Joe took off his hat and sat down. There wasn't much to look at. The sprawling cinder-block building had been built in the early 1960s, and the walls were painted institutional yellow and lit with industrial neon tubes. The hallway was narrow and the black-and-white checkerboard linoleum floor was scarred. It was the kind of hallway that echoed and amplified the rat-a-tat sounds of clicking heels as people walked down it. Not that there were many employees about; most of the doors in the hall were shut and there were no lights on behind the glass. He recognized many of the names on the doors as his agency superiors, but apparently they were already gone for the day. As he sat waiting for Les Etbauer, Joe realized that he felt as though he was back in grade school and he'd been sent to the principal's office. Like most of the field wardens, Joe had spent as little time as possible inside this building. This was where the agency bureaucracy was, where policy was set and regulations formed. It was here that the director met with the governor and individual legislators while they were in town for the legislative session and where laws and new regulations were hammered out and concessions were made. This was the place where hunters, fishermen, landowners, and environmentalists stormed (although they rarely made it past the front counter) when things didn't go their particular way. It was the place where all of those departmental memos came from. It was a place where they knew him, but he really didn't know them.

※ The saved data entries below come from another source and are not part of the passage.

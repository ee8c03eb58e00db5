//! Per-request session state backed by SQLite.

use chrono::{DateTime, Duration, Utc};
use sqlx::{FromRow, Row, SqlitePool};

use crate::error::{AuthError, Result};

/// A session tracking who is signed in.
///
/// Loaded at the start of a request, handed to the dispatcher as explicit
/// state, then saved if it changed.
#[derive(Debug, Clone, PartialEq, Eq, FromRow)]
pub struct Session {
    /// Unique session key (64 character hex string).
    pub session_key: String,
    /// Signed-in username, if any.
    pub username: Option<String>,
    /// Session expiration timestamp.
    pub expire_date: DateTime<Utc>,
}

impl Session {
    /// Default session expiration time (2 weeks).
    pub const DEFAULT_EXPIRY_DAYS: i64 = 14;

    /// Creates a new anonymous session.
    pub fn new() -> Self {
        Self {
            session_key: generate_session_key(),
            username: None,
            expire_date: Utc::now() + Duration::days(Self::DEFAULT_EXPIRY_DAYS),
        }
    }

    /// Creates a new session for a user.
    pub fn for_user(username: &str) -> Self {
        let mut session = Self::new();
        session.username = Some(username.to_string());
        session
    }

    /// Signs a user into this session under a fresh key.
    pub fn login(&mut self, username: &str) {
        self.session_key = generate_session_key();
        self.username = Some(username.to_string());
        self.extend(Self::DEFAULT_EXPIRY_DAYS);
    }

    /// Signs the user out.
    pub fn logout(&mut self) {
        self.username = None;
    }

    /// Returns whether this session has expired.
    pub fn is_expired(&self) -> bool {
        Utc::now() > self.expire_date
    }

    /// Returns true if a user is signed in and the session is live.
    pub fn is_authenticated(&self) -> bool {
        self.username.is_some() && !self.is_expired()
    }

    /// Extends the session expiration.
    pub fn extend(&mut self, days: i64) {
        self.expire_date = Utc::now() + Duration::days(days);
    }

    /// Saves the session to the database.
    pub async fn save(&self, pool: &SqlitePool) -> Result<()> {
        sqlx::query(
            r"
            INSERT INTO portico_session (session_key, username, expire_date)
            VALUES (?, ?, ?)
            ON CONFLICT(session_key) DO UPDATE SET
                username = excluded.username,
                expire_date = excluded.expire_date
            ",
        )
        .bind(&self.session_key)
        .bind(&self.username)
        .bind(self.expire_date)
        .execute(pool)
        .await?;

        Ok(())
    }

    /// Finds a live session by its key.
    pub async fn get_by_key(pool: &SqlitePool, session_key: &str) -> Result<Self> {
        sqlx::query_as::<_, Self>(
            "SELECT session_key, username, expire_date FROM portico_session
             WHERE session_key = ? AND expire_date > ?",
        )
        .bind(session_key)
        .bind(Utc::now())
        .fetch_optional(pool)
        .await?
        .ok_or(AuthError::SessionNotFound)
    }

    /// Loads the session for a cookie value, or starts an anonymous one.
    pub async fn load_or_new(pool: &SqlitePool, session_key: Option<&str>) -> Result<Self> {
        let Some(key) = session_key else {
            return Ok(Self::new());
        };
        match Self::get_by_key(pool, key).await {
            Ok(session) => Ok(session),
            Err(AuthError::SessionNotFound) => Ok(Self::new()),
            Err(err) => Err(err),
        }
    }

    /// Deletes all expired sessions.
    pub async fn clear_expired(pool: &SqlitePool) -> Result<u64> {
        let result = sqlx::query("DELETE FROM portico_session WHERE expire_date < ?")
            .bind(Utc::now())
            .execute(pool)
            .await?;
        Ok(result.rows_affected())
    }

    /// Returns the count of live sessions.
    pub async fn count(pool: &SqlitePool) -> Result<i64> {
        let row = sqlx::query("SELECT COUNT(*) FROM portico_session WHERE expire_date > ?")
            .bind(Utc::now())
            .fetch_one(pool)
            .await?;
        Ok(row.get(0))
    }
}

impl Default for Session {
    fn default() -> Self {
        Self::new()
    }
}

/// Generates a cryptographically secure session key.
fn generate_session_key() -> String {
    use rand::RngExt;
    let mut rng = rand::rng();
    let mut bytes = [0u8; 32];
    rng.fill(&mut bytes);
    bytes.iter().map(|b| format!("{b:02x}")).collect()
}

/// SQL to create the `portico_session` table.
pub const CREATE_SESSION_TABLE_SQL: &str = r"
CREATE TABLE IF NOT EXISTS portico_session (
    session_key VARCHAR(64) PRIMARY KEY,
    username TEXT,
    expire_date TIMESTAMP NOT NULL
)
";

/// Creates the `portico_session` table if it doesn't exist.
pub async fn create_session_table(pool: &SqlitePool) -> Result<()> {
    sqlx::query(CREATE_SESSION_TABLE_SQL).execute(pool).await?;
    Ok(())
}
//! End-to-end dispatch over the blog route table.

use std::sync::{Arc, Mutex};

use portico_router::{
    Dispatcher, HandlerRegistry, Outcome, PathPattern, Request, Response, RouteTable, RouterError,
};

/// Records every invocation as `(handler, positional args)`.
type CallLog = Arc<Mutex<Vec<(String, Vec<String>)>>>;

fn table() -> RouteTable {
    RouteTable::builder()
        .get("/", "HomeController@index")
        .get("/blog", "BlogController@index")
        .get("/blog/show", "BlogController@show")
        .get("/blog/:id", "BlogController@item")
        .get("/blog/cat/:category", "BlogController@category")
        .get("/show/:category/:title/:id", "ShowController@detail")
        .get("/dashboard", "DashBoardController@index::auth")
        .post("/dashboard/update", "DashBoardController@update::auth")
        .delete("/dashboard/delete", "DashBoardController@delete::auth")
        .build()
        .unwrap()
}

fn dispatcher(log: &CallLog) -> Dispatcher<bool> {
    let handlers: [(&str, &[&str]); 9] = [
        ("HomeController@index", &[]),
        ("BlogController@index", &[]),
        ("BlogController@show", &[]),
        ("BlogController@item", &["id"]),
        ("BlogController@category", &["category"]),
        ("ShowController@detail", &["category", "title", "id"]),
        ("DashBoardController@index", &[]),
        ("DashBoardController@update", &[]),
        ("DashBoardController@delete", &[]),
    ];

    let mut registry: HandlerRegistry<bool> = HandlerRegistry::new();
    for (id, params) in handlers {
        let log = Arc::clone(log);
        let name = id.to_string();
        registry
            .register(id, params, move |ctx| {
                let args: Vec<String> = ctx.args().into_iter().map(String::from).collect();
                log.lock().unwrap().push((name.clone(), args));
                Response::text(name.clone())
            })
            .unwrap();
    }
    Dispatcher::new(table(), registry).unwrap()
}

fn calls(log: &CallLog) -> Vec<(String, Vec<String>)> {
    log.lock().unwrap().clone()
}

#[test]
fn test_category_invoked_with_param() {
    let log = CallLog::default();
    let dispatcher = dispatcher(&log);

    let resolution = dispatcher.router().resolve("GET", "/blog/cat/tech").unwrap();
    assert_eq!(resolution.params().get("category"), Some("tech"));

    dispatcher
        .dispatch(&Request::get("/blog/cat/tech"), &mut false)
        .unwrap();
    assert_eq!(
        calls(&log),
        vec![("BlogController@category".to_string(), vec!["tech".to_string()])]
    );
}

#[test]
fn test_show_detail_positional_order() {
    let log = CallLog::default();
    let dispatcher = dispatcher(&log);

    let resolution = dispatcher
        .router()
        .resolve("GET", "/show/news/hello-world/42")
        .unwrap();
    let pairs: Vec<(&str, &str)> = resolution.params().iter().collect();
    assert_eq!(
        pairs,
        vec![("category", "news"), ("title", "hello-world"), ("id", "42")]
    );

    dispatcher
        .dispatch(&Request::get("/show/news/hello-world/42"), &mut false)
        .unwrap();
    assert_eq!(
        calls(&log),
        vec![(
            "ShowController@detail".to_string(),
            vec!["news".to_string(), "hello-world".to_string(), "42".to_string()]
        )]
    );
}

#[test]
fn test_literal_declared_first_wins() {
    let log = CallLog::default();
    let dispatcher = dispatcher(&log);

    let outcome = dispatcher
        .dispatch(&Request::get("/blog/show"), &mut false)
        .unwrap();
    assert_eq!(outcome, Outcome::Invoked(Response::text("BlogController@show")));
}

#[test]
fn test_auth_gate_never_invokes_handler() {
    let log = CallLog::default();
    let dispatcher = dispatcher(&log);

    for request in [
        Request::get("/dashboard"),
        Request::get("/dashboard?id=1"),
        Request::post("/dashboard/update"),
        Request::new("DELETE", "/dashboard/delete"),
    ] {
        let outcome = dispatcher.dispatch(&request, &mut false).unwrap();
        assert_eq!(outcome, Outcome::LoginRequired, "{}", request.uri);
    }
    assert!(calls(&log).is_empty());

    dispatcher
        .dispatch(&Request::get("/dashboard"), &mut true)
        .unwrap();
    assert_eq!(calls(&log).len(), 1);
}

#[test]
fn test_unknown_method_not_found() {
    let log = CallLog::default();
    let dispatcher = dispatcher(&log);

    let err = dispatcher
        .dispatch(&Request::new("PATCH", "/blog"), &mut true)
        .unwrap_err();
    assert_eq!(
        err,
        RouterError::RouteNotFound {
            method: "PATCH".to_string(),
            path: "/blog".to_string(),
        }
    );
    assert!(calls(&log).is_empty());
}

#[test]
fn test_not_found_beats_auth() {
    let log = CallLog::default();
    let dispatcher = dispatcher(&log);

    let err = dispatcher
        .dispatch(&Request::get("/dashboard/extra"), &mut false)
        .unwrap_err();
    assert!(err.is_not_found());
}

#[test]
fn test_handle_error_message() {
    let log = CallLog::default();
    let dispatcher = dispatcher(&log);

    let res = dispatcher.handle(&Request::get("/blog/cat/tech/more"), &mut false);
    assert_eq!(res.status, 404);
    assert_eq!(
        res.body_string(),
        Some("Error: Route not found: GET /blog/cat/tech/more".to_string())
    );
}

#[test]
fn test_matcher_literal_iff_equal() {
    let pattern = PathPattern::parse("/blog/cat/:category").unwrap();
    for (path, expected) in [
        ("/blog/cat/tech", true),
        ("/blog/cat/", true),
        ("/blog/dog/tech", false),
        ("/BLOG/cat/tech", false),
        ("blog/cat/tech", false),
        ("/blog/cat", false),
    ] {
        assert_eq!(pattern.match_path(path).is_some(), expected, "{path}");
    }
}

During the long drive to Cheyenne, Joe had had a lot of time to think. He had mulled over not only where the investigation of the outfitter murders seemed to be leading him, but also about the things Vern had said in the bar. It was the first time since this had all started that Joe had had the free time to try and put the things that he'd learned together. The conclusions he had reached unsettled him.
A man with an open collar and a short-sleeved dress shirt that stretched across his large belly approached from an office far down the hallway, and Joe looked up at him as he passed. The man stopped warily and turned around.
"You're Joe Pickett?" The man asked.
Joe nodded.
The man looked down the hall in both directions to make sure no one was coming. "I just want you to know that there are a lot of people here who think you're getting screwed."
"Really?" Joe had not realized he had been the subject of discussion at headquarters, although the behavior of two license clerks behind the counter had hinted at that. The man took a tentative step toward Joe and bent forward.
"We hope you fight it and take it all the way to the governor," he said.
"This kind of good old boy shit has gone far enough."
Joe was confused. "You seem to know a lot more about what's going to happen here than I do."
The man snorted and a smug look passed over his face. "Why do you think they'd want you here at four o'clock on Friday afternoon if the whole thing wasn't cut and dried? Think about it. If you get mad and want to protest, there's nobody to hear you until Monday morning."